» What needs to be done
In the data that follows, find each line containing "CatalogRanker" and copy it.

---------------

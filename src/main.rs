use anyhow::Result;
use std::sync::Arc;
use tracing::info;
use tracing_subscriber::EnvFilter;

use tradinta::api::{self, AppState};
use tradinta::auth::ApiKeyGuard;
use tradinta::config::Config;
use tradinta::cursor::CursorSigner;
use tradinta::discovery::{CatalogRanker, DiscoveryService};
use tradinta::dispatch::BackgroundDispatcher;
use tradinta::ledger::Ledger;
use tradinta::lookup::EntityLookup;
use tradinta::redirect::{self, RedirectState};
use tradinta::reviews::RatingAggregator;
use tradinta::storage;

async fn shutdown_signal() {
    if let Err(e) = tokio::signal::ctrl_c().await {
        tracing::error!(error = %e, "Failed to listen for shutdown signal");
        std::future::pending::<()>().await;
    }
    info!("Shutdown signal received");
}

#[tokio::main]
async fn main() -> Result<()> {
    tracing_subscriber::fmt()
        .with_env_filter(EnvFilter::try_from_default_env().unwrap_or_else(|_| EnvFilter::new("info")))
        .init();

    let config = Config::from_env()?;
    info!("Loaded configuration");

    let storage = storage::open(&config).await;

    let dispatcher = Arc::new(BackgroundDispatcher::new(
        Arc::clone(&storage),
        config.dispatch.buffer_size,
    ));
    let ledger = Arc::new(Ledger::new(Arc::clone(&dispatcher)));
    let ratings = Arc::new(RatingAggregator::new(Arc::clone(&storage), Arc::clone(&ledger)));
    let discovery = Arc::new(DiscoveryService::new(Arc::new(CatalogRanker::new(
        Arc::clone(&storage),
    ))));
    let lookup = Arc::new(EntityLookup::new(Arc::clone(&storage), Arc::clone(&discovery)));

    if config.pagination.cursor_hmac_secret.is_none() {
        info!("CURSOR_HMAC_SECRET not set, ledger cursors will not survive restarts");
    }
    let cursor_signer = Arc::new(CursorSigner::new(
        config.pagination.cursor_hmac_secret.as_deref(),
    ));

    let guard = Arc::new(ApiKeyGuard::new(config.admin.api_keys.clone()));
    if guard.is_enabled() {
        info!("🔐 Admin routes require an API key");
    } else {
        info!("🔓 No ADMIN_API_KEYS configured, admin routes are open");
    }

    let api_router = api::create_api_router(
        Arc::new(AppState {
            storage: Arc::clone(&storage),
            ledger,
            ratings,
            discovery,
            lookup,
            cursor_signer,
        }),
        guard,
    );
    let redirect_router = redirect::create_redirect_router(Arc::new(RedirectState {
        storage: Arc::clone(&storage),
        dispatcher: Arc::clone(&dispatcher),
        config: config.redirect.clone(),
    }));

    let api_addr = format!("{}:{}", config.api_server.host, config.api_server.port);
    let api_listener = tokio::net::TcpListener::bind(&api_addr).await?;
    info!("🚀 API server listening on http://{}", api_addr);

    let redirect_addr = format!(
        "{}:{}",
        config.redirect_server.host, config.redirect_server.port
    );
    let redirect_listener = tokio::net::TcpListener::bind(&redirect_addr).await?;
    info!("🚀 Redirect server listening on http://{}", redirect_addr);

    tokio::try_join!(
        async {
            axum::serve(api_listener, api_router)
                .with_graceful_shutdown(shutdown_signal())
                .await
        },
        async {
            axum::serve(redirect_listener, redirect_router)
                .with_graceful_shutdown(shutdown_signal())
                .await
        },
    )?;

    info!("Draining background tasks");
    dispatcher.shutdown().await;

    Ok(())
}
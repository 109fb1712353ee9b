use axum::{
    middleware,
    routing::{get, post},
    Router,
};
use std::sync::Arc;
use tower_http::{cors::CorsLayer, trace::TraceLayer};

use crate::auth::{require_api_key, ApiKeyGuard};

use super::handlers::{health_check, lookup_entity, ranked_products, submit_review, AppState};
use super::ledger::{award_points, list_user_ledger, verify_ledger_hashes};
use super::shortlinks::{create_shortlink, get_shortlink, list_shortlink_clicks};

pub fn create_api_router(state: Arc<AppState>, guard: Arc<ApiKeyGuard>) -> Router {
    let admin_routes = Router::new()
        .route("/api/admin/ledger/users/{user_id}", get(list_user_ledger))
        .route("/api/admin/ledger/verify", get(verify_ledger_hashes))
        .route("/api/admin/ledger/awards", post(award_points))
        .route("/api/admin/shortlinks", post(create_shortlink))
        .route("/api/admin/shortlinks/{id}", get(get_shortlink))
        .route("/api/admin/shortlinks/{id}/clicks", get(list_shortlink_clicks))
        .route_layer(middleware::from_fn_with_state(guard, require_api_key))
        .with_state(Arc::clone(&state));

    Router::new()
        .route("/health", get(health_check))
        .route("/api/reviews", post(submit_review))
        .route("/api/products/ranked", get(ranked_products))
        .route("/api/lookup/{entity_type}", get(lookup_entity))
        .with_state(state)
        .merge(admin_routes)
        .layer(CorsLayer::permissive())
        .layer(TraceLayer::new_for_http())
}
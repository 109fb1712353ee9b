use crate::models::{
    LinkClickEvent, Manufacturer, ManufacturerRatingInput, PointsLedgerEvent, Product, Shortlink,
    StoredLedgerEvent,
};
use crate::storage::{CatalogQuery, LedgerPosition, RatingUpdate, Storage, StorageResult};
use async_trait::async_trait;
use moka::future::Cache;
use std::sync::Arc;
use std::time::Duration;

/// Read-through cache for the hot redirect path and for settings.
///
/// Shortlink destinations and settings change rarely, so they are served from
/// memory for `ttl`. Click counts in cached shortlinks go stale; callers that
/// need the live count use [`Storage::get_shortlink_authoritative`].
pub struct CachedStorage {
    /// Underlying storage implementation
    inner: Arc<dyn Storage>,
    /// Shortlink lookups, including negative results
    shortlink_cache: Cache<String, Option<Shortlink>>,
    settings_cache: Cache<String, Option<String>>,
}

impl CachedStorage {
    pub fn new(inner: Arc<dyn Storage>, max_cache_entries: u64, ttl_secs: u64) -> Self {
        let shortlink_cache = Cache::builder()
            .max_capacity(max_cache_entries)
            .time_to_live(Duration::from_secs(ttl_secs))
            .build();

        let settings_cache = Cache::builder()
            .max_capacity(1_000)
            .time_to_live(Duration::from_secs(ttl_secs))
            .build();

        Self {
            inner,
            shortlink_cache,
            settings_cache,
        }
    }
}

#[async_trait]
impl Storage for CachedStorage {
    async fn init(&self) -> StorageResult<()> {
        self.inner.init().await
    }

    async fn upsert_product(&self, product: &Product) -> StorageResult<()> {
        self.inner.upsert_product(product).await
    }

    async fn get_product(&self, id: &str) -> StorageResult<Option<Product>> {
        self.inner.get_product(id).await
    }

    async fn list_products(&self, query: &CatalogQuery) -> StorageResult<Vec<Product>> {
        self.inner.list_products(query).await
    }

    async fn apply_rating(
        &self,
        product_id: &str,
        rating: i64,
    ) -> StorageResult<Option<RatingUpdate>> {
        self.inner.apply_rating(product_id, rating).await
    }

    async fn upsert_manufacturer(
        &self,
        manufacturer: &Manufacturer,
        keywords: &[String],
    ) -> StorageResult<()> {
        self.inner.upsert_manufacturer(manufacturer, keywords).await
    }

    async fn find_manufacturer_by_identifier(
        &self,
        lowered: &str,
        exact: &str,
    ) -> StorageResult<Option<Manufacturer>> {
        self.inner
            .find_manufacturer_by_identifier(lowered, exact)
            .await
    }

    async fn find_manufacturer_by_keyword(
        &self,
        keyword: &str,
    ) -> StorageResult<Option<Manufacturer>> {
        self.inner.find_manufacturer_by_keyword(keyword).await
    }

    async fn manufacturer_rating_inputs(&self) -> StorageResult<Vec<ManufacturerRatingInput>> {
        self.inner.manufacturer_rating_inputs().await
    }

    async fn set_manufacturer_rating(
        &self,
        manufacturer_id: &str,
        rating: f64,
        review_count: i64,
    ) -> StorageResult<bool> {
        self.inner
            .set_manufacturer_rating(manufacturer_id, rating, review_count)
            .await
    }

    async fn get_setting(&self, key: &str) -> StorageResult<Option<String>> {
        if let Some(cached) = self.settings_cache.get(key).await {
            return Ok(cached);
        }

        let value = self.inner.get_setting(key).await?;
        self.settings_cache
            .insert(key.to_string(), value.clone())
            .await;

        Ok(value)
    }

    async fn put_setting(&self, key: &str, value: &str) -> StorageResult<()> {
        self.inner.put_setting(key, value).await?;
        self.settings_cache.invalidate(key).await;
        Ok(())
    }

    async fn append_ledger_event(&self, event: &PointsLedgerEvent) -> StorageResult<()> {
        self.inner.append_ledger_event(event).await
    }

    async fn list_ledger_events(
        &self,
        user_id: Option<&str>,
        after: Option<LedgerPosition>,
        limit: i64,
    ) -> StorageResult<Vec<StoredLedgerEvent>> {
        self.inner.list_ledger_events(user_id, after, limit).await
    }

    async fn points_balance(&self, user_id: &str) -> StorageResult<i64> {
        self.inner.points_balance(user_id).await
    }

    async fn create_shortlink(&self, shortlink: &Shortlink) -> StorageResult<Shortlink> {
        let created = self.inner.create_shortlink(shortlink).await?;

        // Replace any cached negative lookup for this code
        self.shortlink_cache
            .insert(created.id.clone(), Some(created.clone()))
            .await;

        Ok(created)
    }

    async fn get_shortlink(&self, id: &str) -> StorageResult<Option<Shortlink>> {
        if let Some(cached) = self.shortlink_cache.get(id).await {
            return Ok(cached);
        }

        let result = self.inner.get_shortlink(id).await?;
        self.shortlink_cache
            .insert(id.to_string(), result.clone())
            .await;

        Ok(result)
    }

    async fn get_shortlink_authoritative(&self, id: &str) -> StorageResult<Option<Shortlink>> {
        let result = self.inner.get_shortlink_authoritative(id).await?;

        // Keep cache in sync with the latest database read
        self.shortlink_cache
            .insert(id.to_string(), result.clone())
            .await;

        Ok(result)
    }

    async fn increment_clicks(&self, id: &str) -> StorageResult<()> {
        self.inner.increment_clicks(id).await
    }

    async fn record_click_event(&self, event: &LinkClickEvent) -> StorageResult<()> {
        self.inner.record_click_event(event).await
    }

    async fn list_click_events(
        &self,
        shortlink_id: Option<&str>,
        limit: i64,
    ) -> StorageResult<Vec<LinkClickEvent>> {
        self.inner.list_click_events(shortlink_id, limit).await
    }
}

---------------

» Response area
use tradinta::discovery::{CatalogRanker, DiscoveryService};
    let discovery = Arc::new(DiscoveryService::new(Arc::new(CatalogRanker::new(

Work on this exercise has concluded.